For the last part of 2019 the mystery book group read a modern mystery classic, a generation-spanning, family crime story and a twisty thriller. Of the three the twisty thriller was my favorite, the group's favorite and our best discussion item, so we ended the year on a high note.
We read the family crime story, After I'm Gone by Laura Lippman for our October discussion. This is the story of several women all of whom were affected by the criminal choices bookie, money launderer, Felix Brewer made - both before and after he disappeared. Felix is facing prison in 1976 and rather than let that happen, he takes off, never to be seen again and leaving a wife, daughters and a girlfriend behind. Lippman gives the reader various points of view to tell the story and the reverberating effects of Felix's life on those around him. It was a slow build and though many in the group enjoyed it, it wasn't the slam dunk that we know Lippman can pull off.

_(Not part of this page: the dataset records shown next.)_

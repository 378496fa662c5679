//! 缓存协调

pub mod coordinator;

pub use coordinator::{CacheCoordinator, RefreshPolicy};
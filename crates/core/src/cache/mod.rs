//! 缓存存储适配器

pub mod adapter;
pub mod redis_client;
pub mod stats;
pub mod store;

// 重新导出
pub use adapter::CacheAdapter;
pub use redis_client::RedisCacheStore;
pub use stats::{CacheStats, CacheStatsSnapshot};
pub use store::{CacheStore, InMemoryCacheStore};
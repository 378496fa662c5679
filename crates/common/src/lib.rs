//! # Quant Bot Common
//!
//! 公共错误类型和工具函数

pub mod errors;
pub mod utils;

// 重新导出常用类型
pub use errors::{AppError, Result};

Our modern classic title (or at least I'm calling it so) was Henning Mankell's first in his Kurt Wallander series, Faceless Killers. Many of the group enjoyed this one, not least because they're fans of the PBS series with Kenneth Brannagh as Wallander. This is set in a wintry Sweden (perfect for those of you who want even more snow) and Inspector Wallander is called to a remote farmhouse where an elderly couple have been brutally murdered. The senseless murder is possibly connected to the refugee camps that have formed in the country and anti-immigrant sentiment is running high. Many of the group liked the police procedural aspect of this one, but I personally found it very slow going and kind of dull (which surprised the heck out of me).

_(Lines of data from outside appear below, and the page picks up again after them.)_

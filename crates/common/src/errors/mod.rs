//! 统一错误类型定义
//!
//! 存储层错误在这里统一分类，`is_transient` 是重试逻辑唯一的判断依据：
//! 只有瞬时错误（连接池超时、存储不可用、查询超时、事务冲突）才允许重试，
//! 约束冲突、语法错误等永久错误直接返回给调用方。

use std::time::Duration;

use thiserror::Error;

pub type Result<T> = std::result::Result<T, AppError>;

#[derive(Error, Debug, Clone, PartialEq)]
pub enum AppError {
    /// 在截止时间内没有拿到连接，可重试
    #[error("pool timeout: no connection available within {0:?}")]
    PoolTimeout(Duration),

    /// 连接丢失、连接池不健康或自动恢复已停止
    #[error("store unavailable: {0}")]
    StoreUnavailable(String),

    /// 单条语句执行超时，连接已被丢弃
    #[error("query timed out after {0:?}")]
    QueryTimeout(Duration),

    /// 序列化失败或死锁，事务被回滚；可重试，但连接本身是好的
    #[error("transaction conflict: {0}")]
    Conflict(String),

    /// 语句被存储拒绝（语法、权限等），不重试
    #[error("query error: {0}")]
    Query(String),

    /// 唯一键 / 外键 / 非空 / check 约束冲突，不重试
    #[error("constraint violation: {0}")]
    ConstraintViolation(String),

    #[error("not found: {0}")]
    NotFound(String),

    /// 实体字段校验失败
    #[error("validation error: {0}")]
    Validation(String),

    #[error("configuration error: {0}")]
    Config(String),

    #[error("serialization error: {0}")]
    Serialization(String),
}

impl AppError {
    /// 瞬时错误：重试可能成功
    pub fn is_transient(&self) -> bool {
        matches!(
            self,
            AppError::PoolTimeout(_)
                | AppError::StoreUnavailable(_)
                | AppError::QueryTimeout(_)
                | AppError::Conflict(_)
        )
    }

    /// 连接级错误：说明底层连接已经不可用，不能再放回连接池
    pub fn is_connection_error(&self) -> bool {
        matches!(self, AppError::StoreUnavailable(_) | AppError::QueryTimeout(_))
    }

    pub fn not_found(what: impl Into<String>) -> Self {
        AppError::NotFound(what.into())
    }
}

impl From<serde_json::Error> for AppError {
    fn from(e: serde_json::Error) -> Self {
        AppError::Serialization(e.to_string())
    }
}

Our December thriller was Lying in Wait by Liz Nugent and this was easily our favorite. And it certainly satisfied the need for "more murder, more quicker" (as coined by one of our members) as the book opens with this line "My husband did not mean to kill Annie Doyle, but the lying tramp deserved it." How's that for starting off with a bang? This one is told from multiple perspectives and each one alters your perceptions bit by bit. I won't say much more but the ending had many of us dwelling on the book long after we finished. Great discussion!
Thus ends my 2019 book group reports and a good year it was. We already have one discussion for 2020 under our belts, but if you'd like to join us going forward, here's what's coming up next for the Lakeview Mystery group and other book discussions across all of our libraries.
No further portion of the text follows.